[Stored records]
################
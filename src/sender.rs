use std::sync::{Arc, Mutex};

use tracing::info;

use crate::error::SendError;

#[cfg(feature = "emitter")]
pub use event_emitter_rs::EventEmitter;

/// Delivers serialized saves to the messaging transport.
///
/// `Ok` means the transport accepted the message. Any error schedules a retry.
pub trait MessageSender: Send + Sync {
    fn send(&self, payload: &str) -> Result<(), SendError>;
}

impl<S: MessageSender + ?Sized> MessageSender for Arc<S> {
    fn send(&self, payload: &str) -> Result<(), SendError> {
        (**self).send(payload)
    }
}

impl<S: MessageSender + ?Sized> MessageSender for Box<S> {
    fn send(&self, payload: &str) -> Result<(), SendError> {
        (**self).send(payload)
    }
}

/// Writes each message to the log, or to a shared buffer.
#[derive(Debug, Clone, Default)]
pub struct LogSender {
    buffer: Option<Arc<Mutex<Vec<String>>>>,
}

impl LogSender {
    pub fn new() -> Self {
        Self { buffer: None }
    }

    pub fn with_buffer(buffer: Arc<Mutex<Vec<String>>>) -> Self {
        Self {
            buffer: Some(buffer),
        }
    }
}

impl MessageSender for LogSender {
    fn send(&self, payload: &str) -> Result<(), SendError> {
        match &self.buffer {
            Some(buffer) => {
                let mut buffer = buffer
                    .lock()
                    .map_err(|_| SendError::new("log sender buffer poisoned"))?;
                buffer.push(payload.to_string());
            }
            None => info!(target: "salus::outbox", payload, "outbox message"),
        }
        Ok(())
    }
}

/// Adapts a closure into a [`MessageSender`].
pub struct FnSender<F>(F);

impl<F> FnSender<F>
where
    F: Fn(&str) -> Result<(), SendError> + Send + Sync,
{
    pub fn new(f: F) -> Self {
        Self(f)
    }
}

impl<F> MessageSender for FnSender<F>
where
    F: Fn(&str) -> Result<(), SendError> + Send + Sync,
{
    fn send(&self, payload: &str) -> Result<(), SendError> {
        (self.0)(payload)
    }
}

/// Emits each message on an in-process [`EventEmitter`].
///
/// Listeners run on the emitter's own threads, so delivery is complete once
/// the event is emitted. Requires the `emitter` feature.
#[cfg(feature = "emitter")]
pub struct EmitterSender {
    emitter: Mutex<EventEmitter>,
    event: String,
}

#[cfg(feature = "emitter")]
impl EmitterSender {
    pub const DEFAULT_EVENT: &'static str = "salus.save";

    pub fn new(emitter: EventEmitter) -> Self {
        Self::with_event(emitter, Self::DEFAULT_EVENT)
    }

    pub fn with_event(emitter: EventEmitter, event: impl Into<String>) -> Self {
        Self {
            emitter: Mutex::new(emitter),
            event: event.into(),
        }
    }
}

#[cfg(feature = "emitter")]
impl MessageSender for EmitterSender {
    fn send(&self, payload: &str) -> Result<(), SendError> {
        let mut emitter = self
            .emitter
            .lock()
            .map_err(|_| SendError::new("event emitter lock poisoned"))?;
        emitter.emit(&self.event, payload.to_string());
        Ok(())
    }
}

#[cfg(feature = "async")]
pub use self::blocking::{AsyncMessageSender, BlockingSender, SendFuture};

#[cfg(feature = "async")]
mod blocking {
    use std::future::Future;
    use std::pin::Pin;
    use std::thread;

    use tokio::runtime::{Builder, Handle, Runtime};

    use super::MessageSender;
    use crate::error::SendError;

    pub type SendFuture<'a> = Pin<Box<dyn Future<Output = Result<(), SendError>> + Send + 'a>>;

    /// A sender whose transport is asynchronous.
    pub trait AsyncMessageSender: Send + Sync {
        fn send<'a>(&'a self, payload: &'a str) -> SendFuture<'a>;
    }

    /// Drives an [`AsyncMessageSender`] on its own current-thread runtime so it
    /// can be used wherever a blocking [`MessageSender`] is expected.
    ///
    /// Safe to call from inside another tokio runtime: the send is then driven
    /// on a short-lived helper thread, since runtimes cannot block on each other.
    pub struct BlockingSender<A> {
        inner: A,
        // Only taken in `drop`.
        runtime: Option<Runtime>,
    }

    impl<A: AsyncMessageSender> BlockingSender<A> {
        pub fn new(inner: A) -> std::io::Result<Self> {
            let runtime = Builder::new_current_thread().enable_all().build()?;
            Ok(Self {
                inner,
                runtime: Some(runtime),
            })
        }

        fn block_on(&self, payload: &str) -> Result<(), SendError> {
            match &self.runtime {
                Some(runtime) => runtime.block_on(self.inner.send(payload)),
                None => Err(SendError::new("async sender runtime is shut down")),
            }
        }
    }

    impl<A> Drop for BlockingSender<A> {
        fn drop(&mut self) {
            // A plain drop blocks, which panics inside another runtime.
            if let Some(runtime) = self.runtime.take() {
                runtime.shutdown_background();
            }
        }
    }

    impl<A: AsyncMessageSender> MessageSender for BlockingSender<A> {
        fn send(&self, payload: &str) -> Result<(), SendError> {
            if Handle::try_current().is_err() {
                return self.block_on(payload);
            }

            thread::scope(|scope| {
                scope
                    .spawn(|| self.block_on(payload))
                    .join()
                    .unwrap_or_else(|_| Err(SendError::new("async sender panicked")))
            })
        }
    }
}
################
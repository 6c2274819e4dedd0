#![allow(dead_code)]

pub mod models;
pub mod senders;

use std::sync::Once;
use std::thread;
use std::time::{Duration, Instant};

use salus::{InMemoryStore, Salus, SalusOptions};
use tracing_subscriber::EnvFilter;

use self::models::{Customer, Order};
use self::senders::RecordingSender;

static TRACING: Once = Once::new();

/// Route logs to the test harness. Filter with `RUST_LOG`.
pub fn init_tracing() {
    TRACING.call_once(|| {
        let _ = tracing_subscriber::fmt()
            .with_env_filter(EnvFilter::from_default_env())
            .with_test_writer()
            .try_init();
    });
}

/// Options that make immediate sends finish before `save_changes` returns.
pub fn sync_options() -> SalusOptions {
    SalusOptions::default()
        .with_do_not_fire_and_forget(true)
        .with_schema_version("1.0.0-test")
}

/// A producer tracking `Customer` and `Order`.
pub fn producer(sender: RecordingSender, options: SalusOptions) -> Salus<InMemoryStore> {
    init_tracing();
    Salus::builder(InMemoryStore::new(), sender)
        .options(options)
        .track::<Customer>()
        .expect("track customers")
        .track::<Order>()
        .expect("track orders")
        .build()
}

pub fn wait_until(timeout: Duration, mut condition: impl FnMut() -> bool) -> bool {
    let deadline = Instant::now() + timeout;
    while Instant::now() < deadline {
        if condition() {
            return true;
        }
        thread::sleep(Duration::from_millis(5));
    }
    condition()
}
################
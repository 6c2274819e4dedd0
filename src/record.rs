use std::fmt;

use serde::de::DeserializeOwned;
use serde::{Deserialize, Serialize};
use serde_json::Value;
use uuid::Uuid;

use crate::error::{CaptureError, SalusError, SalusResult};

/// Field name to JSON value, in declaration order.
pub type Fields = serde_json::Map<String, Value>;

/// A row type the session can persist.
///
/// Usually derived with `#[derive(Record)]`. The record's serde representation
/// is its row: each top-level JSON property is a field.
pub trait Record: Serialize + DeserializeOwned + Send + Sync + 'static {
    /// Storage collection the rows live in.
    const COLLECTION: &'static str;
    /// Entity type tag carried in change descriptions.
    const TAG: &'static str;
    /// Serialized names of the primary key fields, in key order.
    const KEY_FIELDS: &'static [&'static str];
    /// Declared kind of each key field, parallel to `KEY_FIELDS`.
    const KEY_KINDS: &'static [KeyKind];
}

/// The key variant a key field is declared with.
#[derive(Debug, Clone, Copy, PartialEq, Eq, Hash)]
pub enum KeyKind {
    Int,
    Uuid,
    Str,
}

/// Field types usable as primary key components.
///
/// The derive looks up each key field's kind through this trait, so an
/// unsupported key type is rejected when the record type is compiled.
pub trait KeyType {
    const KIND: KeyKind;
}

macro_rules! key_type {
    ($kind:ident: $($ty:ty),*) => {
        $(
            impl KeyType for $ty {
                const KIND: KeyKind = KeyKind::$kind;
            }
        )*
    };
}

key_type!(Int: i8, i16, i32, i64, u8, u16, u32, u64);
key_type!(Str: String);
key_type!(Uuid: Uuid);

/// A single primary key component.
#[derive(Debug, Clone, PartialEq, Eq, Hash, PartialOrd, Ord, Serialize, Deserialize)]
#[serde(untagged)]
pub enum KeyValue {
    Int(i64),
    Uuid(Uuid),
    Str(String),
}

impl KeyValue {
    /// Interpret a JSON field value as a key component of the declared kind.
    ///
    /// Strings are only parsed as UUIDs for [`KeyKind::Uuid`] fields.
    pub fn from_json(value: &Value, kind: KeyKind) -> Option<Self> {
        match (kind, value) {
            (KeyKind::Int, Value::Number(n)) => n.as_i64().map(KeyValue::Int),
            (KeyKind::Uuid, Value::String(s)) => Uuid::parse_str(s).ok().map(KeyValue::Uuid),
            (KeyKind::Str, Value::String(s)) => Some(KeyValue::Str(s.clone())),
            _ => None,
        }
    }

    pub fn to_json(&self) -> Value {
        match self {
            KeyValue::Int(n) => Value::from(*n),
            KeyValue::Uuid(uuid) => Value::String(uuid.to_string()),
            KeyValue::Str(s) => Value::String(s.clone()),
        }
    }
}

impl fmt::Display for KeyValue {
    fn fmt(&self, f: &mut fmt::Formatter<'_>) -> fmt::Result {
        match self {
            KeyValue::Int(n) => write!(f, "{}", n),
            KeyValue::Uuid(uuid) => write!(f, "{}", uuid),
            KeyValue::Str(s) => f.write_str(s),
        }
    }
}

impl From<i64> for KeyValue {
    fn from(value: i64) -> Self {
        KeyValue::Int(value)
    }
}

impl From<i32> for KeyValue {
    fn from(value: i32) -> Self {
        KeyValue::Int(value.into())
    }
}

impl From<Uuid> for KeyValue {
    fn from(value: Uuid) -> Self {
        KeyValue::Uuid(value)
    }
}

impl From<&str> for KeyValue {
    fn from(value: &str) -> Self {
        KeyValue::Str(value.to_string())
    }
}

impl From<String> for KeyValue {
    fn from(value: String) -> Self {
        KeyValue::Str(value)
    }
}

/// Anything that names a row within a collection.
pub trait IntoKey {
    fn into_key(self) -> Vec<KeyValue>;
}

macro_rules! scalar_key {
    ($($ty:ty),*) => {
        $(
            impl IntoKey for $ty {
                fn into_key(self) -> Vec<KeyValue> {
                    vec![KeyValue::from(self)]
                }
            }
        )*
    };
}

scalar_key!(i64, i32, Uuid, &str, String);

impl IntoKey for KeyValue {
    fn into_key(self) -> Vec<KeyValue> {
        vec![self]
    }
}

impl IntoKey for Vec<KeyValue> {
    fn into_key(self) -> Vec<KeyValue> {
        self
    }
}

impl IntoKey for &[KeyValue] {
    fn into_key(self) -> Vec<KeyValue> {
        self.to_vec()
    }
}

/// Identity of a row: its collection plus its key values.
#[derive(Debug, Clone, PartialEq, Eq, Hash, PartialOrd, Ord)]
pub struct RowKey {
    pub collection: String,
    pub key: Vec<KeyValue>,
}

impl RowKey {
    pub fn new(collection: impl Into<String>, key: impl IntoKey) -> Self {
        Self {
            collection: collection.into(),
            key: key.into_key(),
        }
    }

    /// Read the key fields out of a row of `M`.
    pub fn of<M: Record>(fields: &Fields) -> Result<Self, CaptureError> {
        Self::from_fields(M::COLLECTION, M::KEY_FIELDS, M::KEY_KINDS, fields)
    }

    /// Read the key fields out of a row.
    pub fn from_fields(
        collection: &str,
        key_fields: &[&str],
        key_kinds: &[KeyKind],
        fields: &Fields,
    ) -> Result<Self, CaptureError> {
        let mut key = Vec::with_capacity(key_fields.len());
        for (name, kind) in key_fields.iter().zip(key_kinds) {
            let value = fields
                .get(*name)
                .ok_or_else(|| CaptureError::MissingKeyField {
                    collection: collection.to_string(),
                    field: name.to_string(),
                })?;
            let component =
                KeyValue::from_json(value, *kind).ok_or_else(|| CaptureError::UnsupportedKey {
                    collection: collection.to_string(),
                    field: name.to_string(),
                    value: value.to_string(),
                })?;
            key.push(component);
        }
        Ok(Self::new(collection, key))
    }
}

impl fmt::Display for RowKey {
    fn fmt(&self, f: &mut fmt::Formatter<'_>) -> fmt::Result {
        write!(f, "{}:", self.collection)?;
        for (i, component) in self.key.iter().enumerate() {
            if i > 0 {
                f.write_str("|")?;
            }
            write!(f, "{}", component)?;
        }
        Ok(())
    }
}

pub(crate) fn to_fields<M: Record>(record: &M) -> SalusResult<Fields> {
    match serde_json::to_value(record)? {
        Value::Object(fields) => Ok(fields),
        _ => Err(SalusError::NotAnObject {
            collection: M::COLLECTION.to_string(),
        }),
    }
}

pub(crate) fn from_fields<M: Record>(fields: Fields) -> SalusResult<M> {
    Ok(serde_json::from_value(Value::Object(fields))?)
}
################
Try it: Take every line from the records that holds "true" and copy it down.

Reply:
        .with_do_not_fire_and_forget(true)
            return true;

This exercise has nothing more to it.